# [ACTIVITY]
Could you retype, exactly as written, every line from the top of the records through the line that contains "use tokio_util::sync::CancellationToken;"?

# [DATASET EXCERPTS]
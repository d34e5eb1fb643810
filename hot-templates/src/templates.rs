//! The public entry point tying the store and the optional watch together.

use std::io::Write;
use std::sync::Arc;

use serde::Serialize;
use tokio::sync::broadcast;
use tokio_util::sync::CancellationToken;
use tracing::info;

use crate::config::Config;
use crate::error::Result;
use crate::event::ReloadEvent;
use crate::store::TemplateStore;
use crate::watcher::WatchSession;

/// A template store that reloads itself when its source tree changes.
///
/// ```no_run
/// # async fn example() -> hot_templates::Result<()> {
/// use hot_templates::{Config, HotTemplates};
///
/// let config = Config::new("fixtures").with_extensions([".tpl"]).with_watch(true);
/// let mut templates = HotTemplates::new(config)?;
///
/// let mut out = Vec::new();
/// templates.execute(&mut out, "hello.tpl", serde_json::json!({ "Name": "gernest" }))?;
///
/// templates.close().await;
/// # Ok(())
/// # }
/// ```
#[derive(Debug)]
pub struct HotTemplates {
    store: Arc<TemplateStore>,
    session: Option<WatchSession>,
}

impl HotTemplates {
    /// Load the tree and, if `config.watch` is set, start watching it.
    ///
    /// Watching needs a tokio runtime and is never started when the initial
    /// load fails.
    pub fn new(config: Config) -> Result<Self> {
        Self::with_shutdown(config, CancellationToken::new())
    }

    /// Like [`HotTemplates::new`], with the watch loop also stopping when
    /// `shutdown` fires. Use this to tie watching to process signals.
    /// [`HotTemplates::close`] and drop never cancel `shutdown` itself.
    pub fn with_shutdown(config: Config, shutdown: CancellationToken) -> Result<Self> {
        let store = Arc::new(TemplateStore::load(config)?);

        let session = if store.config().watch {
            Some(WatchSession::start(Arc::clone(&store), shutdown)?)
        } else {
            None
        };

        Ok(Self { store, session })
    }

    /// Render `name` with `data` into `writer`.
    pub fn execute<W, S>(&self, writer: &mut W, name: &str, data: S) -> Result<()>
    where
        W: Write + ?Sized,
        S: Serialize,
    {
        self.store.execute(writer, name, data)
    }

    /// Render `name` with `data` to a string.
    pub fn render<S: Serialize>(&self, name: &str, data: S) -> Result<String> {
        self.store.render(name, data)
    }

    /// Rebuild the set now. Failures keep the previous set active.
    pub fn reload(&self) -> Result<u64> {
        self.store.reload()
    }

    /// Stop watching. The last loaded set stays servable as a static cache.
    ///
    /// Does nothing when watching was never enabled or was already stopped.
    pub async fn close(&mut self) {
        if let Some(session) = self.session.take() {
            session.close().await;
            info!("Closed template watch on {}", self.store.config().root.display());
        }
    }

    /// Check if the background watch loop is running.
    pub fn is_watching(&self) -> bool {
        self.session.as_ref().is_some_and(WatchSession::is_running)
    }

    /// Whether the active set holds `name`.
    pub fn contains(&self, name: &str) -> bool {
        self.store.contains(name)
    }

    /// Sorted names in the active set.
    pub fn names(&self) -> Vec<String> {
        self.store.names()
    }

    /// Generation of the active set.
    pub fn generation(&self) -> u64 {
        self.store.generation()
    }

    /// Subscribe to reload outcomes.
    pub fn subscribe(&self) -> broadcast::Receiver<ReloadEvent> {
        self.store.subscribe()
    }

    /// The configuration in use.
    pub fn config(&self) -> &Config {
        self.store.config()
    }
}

# [YOUR SOLUTION]
repository d34e5eb1fb643810
filename hot-templates/src/templates.rs
//! The public entry point tying the store and the optional watch together.

use std::io::Write;
use std::sync::Arc;

use serde::Serialize;
use tokio::sync::broadcast;
use tokio_util::sync::CancellationToken;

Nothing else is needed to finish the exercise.